> **Task goal**
Tally the lines below that include "NaiveDate" and give only the total.

**** Entries supplied ****

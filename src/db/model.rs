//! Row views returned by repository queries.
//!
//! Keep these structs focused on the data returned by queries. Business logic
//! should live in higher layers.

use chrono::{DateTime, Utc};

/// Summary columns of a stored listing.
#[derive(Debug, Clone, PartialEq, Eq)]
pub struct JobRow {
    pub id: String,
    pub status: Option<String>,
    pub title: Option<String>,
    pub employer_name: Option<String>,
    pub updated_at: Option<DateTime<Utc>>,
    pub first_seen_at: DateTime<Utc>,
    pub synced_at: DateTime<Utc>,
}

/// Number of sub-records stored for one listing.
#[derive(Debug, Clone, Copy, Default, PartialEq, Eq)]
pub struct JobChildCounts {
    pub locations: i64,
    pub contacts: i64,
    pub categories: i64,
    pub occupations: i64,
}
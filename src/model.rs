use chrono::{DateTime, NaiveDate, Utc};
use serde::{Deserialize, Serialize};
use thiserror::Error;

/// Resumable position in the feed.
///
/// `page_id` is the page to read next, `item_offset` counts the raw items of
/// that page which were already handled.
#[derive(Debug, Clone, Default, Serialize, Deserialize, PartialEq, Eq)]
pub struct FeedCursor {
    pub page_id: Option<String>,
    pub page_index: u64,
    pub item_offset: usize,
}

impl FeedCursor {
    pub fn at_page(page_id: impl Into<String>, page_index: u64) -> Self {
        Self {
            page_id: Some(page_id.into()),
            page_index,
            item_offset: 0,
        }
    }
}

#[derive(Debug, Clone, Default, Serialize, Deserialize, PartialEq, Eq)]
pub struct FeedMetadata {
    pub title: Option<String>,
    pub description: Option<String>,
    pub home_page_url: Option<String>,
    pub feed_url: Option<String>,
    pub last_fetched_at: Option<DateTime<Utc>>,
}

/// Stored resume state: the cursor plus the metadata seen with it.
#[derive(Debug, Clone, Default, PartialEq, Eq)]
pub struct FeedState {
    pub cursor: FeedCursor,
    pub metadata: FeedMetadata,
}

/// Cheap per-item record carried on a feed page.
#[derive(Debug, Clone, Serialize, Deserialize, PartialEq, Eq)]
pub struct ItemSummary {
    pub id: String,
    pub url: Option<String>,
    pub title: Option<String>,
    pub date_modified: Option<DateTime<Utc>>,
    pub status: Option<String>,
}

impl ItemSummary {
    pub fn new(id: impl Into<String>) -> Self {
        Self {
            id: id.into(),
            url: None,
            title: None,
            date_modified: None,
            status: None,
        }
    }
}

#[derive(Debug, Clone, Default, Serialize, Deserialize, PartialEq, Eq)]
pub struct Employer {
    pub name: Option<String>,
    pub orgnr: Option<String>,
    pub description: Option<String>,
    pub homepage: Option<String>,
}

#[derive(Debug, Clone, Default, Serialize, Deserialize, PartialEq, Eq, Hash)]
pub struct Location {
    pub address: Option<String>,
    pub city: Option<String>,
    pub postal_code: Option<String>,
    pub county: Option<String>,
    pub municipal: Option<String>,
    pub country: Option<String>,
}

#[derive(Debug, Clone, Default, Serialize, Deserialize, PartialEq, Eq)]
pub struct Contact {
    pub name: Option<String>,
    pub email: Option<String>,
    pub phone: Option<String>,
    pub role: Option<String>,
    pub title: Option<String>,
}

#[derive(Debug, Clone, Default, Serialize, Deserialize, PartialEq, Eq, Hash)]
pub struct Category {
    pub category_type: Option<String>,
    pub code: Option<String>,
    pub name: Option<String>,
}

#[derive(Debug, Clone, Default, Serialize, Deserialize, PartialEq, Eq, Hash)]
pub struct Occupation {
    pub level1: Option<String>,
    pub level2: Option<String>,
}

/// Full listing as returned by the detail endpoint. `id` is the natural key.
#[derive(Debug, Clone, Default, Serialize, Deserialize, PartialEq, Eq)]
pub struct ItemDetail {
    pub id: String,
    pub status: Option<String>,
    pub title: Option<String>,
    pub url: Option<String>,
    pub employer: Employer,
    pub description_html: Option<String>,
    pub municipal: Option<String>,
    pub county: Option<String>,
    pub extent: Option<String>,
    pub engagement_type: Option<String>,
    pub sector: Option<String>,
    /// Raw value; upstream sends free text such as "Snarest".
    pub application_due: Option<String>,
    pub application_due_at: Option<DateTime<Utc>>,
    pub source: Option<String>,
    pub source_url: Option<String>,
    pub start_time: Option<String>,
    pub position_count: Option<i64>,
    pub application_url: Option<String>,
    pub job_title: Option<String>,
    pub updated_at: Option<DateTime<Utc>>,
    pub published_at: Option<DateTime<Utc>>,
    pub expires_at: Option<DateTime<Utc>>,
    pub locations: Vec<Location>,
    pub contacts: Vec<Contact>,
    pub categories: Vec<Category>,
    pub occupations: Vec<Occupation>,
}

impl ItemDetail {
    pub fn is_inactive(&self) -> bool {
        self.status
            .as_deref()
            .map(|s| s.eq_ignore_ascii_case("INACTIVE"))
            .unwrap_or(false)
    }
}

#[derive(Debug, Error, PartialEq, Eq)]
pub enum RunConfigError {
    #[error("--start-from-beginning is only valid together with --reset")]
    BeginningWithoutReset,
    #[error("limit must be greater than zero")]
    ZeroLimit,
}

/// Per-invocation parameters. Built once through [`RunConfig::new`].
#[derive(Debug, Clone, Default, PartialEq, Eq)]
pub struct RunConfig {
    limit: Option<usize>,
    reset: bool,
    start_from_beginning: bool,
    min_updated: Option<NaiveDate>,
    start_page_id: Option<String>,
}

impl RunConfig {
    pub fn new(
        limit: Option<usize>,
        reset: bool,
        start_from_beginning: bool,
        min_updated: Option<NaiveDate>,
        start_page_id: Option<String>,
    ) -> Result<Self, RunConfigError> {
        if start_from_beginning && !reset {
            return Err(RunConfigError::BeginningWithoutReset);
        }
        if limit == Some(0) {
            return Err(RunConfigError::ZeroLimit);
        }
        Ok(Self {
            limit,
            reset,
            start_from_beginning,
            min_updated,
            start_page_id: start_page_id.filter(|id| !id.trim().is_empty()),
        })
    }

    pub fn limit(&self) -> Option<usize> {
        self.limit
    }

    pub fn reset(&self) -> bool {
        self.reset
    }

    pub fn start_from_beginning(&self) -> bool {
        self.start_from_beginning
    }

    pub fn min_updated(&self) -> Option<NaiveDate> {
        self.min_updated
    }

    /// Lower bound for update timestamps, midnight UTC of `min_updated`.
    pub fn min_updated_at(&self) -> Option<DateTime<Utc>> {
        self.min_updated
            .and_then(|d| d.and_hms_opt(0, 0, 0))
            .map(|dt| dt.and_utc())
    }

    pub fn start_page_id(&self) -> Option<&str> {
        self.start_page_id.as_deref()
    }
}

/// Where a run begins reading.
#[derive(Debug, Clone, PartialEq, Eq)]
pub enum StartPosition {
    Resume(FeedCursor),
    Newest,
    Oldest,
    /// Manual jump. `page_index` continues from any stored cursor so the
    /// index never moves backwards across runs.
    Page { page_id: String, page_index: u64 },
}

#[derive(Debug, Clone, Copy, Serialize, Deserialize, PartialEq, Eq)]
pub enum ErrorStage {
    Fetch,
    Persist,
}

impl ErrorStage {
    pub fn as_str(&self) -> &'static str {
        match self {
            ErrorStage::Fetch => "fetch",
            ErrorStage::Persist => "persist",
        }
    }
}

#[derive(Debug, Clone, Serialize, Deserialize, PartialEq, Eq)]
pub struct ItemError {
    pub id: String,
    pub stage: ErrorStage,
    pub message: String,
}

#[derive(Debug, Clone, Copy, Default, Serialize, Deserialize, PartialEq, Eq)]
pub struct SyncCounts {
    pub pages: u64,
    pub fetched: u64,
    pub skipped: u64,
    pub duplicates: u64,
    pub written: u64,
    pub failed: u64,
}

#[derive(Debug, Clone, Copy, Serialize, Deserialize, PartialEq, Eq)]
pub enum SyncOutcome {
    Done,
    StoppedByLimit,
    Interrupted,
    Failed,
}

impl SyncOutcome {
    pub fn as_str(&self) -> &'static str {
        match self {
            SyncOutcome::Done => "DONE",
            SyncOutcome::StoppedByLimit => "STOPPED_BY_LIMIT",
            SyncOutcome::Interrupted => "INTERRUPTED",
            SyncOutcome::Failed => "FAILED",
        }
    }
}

****

> **Task solution**
4